*** Block opens ***

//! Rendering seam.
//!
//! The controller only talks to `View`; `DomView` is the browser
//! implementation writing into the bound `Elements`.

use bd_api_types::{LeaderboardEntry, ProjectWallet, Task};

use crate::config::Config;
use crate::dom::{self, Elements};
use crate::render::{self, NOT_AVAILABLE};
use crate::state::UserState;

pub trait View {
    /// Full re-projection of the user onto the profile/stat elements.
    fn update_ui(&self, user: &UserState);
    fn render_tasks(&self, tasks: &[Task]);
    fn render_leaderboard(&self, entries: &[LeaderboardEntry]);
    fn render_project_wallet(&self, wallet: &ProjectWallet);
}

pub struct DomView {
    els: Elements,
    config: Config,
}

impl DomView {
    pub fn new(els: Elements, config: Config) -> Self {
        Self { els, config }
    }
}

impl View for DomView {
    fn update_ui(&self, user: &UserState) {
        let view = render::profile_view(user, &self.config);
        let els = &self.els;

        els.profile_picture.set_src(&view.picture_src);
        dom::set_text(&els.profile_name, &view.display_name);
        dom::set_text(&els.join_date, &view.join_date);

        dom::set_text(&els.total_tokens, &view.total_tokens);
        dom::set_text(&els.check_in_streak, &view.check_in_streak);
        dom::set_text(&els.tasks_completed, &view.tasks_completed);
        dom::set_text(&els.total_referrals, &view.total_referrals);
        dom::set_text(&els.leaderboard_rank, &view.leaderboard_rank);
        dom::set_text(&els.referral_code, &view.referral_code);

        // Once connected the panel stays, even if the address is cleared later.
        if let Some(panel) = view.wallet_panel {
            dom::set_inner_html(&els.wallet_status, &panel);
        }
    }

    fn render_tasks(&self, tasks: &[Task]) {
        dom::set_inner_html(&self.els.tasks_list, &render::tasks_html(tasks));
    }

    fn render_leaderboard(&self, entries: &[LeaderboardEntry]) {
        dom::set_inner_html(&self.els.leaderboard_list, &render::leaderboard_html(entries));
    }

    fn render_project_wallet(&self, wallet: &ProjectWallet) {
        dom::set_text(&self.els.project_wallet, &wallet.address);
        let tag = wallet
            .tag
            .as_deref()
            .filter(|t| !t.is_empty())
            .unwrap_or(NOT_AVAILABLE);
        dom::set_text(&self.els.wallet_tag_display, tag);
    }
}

*** Block closes ***

Work request:
Using the data above, reproduce exactly the lines between those holding "dom::set_inner_html(&els.wallet_status, &panel);" and "dom::set_text(&self.els.project_wallet, &wallet.address);", inclusive, and no others.

Response below:
            dom::set_inner_html(&els.wallet_status, &panel);
        }
    }

    fn render_tasks(&self, tasks: &[Task]) {
        dom::set_inner_html(&self.els.tasks_list, &render::tasks_html(tasks));
    }

    fn render_leaderboard(&self, entries: &[LeaderboardEntry]) {
        dom::set_inner_html(&self.els.leaderboard_list, &render::leaderboard_html(entries));
    }

    fn render_project_wallet(&self, wallet: &ProjectWallet) {
        dom::set_text(&self.els.project_wallet, &wallet.address);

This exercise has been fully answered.